Battle of the Sexes & Harassment.

Today I went to see “Battle of the Sexes” and it was great. I love Emma Stone so much.

Unfortunately, although I’d bought a ticket for a seat with no one around it in a theatre that was 2/3’s empty, as the lights dimmed, a disheveled looking male slid into the row and sat next to me. I thought it was weird but whatever, I stayed in my seat. I could see out of the corner of my eye that he kept looking over at me, leaned over to the armrest accompanying my seat once or twice, said something under his breath, and even rubbed his foot up against my leg at one point. I was hugging the opposite side of my seat. Hoping he’d move, or take the hint, or leave? 

I wasn’t sure if all this was in my head or done purposely, so I decided not to take any chances and I got up and started to exit the theatre as soon as the screen went dark so I could be first out the door when the postshow text of ‘where are they now’ finished. I was walking to the back of the theatre and about 10 seconds after I got up, I sensed someone walking behind me. I turned around and it was this person. I stood at the back of the theatre and glared at him until he exited.

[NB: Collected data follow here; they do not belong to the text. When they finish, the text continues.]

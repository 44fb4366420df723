//! Slow cycle: internet speed test.

use std::sync::Arc;
use std::time::Duration;

use tokio_util::sync::CancellationToken;
use tracing::{debug, warn};

use super::{run_periodic, ScanStats};
use crate::probe::{with_timeout, SpeedProbe};
use crate::store::SnapshotStore;
use crate::types::InternetStatus;

/// Runs speed tests and publishes the internet fields.
pub struct SlowScanner {
    probe: Arc<dyn SpeedProbe>,
    store: Arc<SnapshotStore>,
    stats: Arc<ScanStats>,
    timeout: Duration,
}

impl SlowScanner {
    /// Create a scanner writing into `store`, giving each test `timeout`.
    #[must_use]
    pub fn new(
        probe: Arc<dyn SpeedProbe>,
        store: Arc<SnapshotStore>,
        stats: Arc<ScanStats>,
        timeout: Duration,
    ) -> Self {
        Self {
            probe,
            store,
            stats,
            timeout,
        }
    }

    /// Run one speed test and publish it.
    ///
    /// A failure or timeout publishes the disconnected sentinel, replacing
    /// whatever measurement was there before.
    pub async fn run_cycle(&self) -> InternetStatus {
        let status = match with_timeout(self.timeout, self.probe.measure()).await {
            Ok(measurement) => InternetStatus::connected(measurement),
            Err(e) => {
                self.stats.record_speed_failure();
                warn!(error = %e, "Speed test failed, reporting disconnected");
                InternetStatus::disconnected()
            }
        };

        let version = self.store.write_slow(status).await;
        self.stats.record_slow_cycle();
        debug!(
            version,
            connected = status.connected,
            download_mbps = status.download_mbps,
            "Speed test published"
        );

        status
    }

    /// Speed tests until `cancel` fires, the first one immediately.
    pub async fn run(self: Arc<Self>, period: Duration, cancel: CancellationToken) {
        run_periodic("slow", period, true, cancel, || {
            let scanner = Arc::clone(&self);
            async move {
                scanner.run_cycle().await;
            }
        })
        .await;
    }
}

I was looking over my shoulder and all around as I left the theatre 5 minutes later. I’m pretty sure I saw him looking at me as he rode away on his bike when I exited, going the opposite way luckily. So, ladies – anyone – anytime you feel uncomfortable next to some dude at the movies, it’s always better to possibly offend a random stranger you’ll never see again by moving instead of subjecting yourself to that. This was especially ironic given that I was at a movie called “Battle of the Sexes.”

Male population: please stop saying you’re not entitled. Not all of you are entitled, perhaps, but you need to stand up and be a feminist when this shit happens.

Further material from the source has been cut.